++++ EXCERPTED DATA

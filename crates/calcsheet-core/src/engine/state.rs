//! Engine operating states.

/// Operating states of the build/execute engine.
///
/// `Idle` is the initial state. There is no terminal state in normal
/// operation; a forced shutdown drives the engine back to `Idle` behind
/// the one-way shutdown latch.
#[derive(Clone, Copy, Debug, PartialEq, Eq)]
pub enum ExecState {
    /// Nothing bound, nothing running.
    Idle,
    /// A build is wanted but the generator is owned elsewhere.
    WaitingToBuild,
    /// The generator is translating on our behalf.
    Building,
    /// A fresh artifact is bound and loadable.
    BuildReady,
    /// The model is executing.
    Running,
    /// Termination was requested; waiting for the runtime to confirm.
    Aborting,
    /// A pause was requested; waiting for the runtime to confirm.
    Pausing,
    /// The model is halted at a safe point.
    Paused,
}

impl ExecState {
    /// A loaded model is live exactly in these states.
    pub fn has_model(&self) -> bool {
        matches!(
            self,
            ExecState::Running | ExecState::Pausing | ExecState::Paused | ExecState::Aborting
        )
    }

    /// States in which a build or run is in progress.
    pub fn is_active(&self) -> bool {
        !matches!(self, ExecState::Idle | ExecState::BuildReady)
    }

    /// States from which a new run request can be taken directly.
    pub fn accepts_run(&self) -> bool {
        matches!(self, ExecState::Idle | ExecState::BuildReady)
    }
}

impl std::fmt::Display for ExecState {
    fn fmt(&self, f: &mut std::fmt::Formatter<'_>) -> std::fmt::Result {
        let name = match self {
            ExecState::Idle => "idle",
            ExecState::WaitingToBuild => "waiting-to-build",
            ExecState::Building => "building",
            ExecState::BuildReady => "build-ready",
            ExecState::Running => "running",
            ExecState::Aborting => "aborting",
            ExecState::Pausing => "pausing",
            ExecState::Paused => "paused",
        };
        f.write_str(name)
    }
}

#[cfg(test)]
mod tests {
    use super::*;

    #[test]
    fn test_model_states_match_activity() {
        for state in [
            ExecState::Idle,
            ExecState::WaitingToBuild,
            ExecState::Building,
            ExecState::BuildReady,
            ExecState::Running,
            ExecState::Aborting,
            ExecState::Pausing,
            ExecState::Paused,
        ] {
            if state.has_model() {
                assert!(state.is_active(), "{} has a model but is not active", state);
            }
            assert_eq!(state.accepts_run(), !state.is_active());
        }
    }
}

++++++++

- **TASK STATEMENT**: Which lines above carry the string "WaitingToBuild"? Copy those lines.

- **ANSWER AREA**:
    WaitingToBuild,
            ExecState::WaitingToBuild => "waiting-to-build",
            ExecState::WaitingToBuild,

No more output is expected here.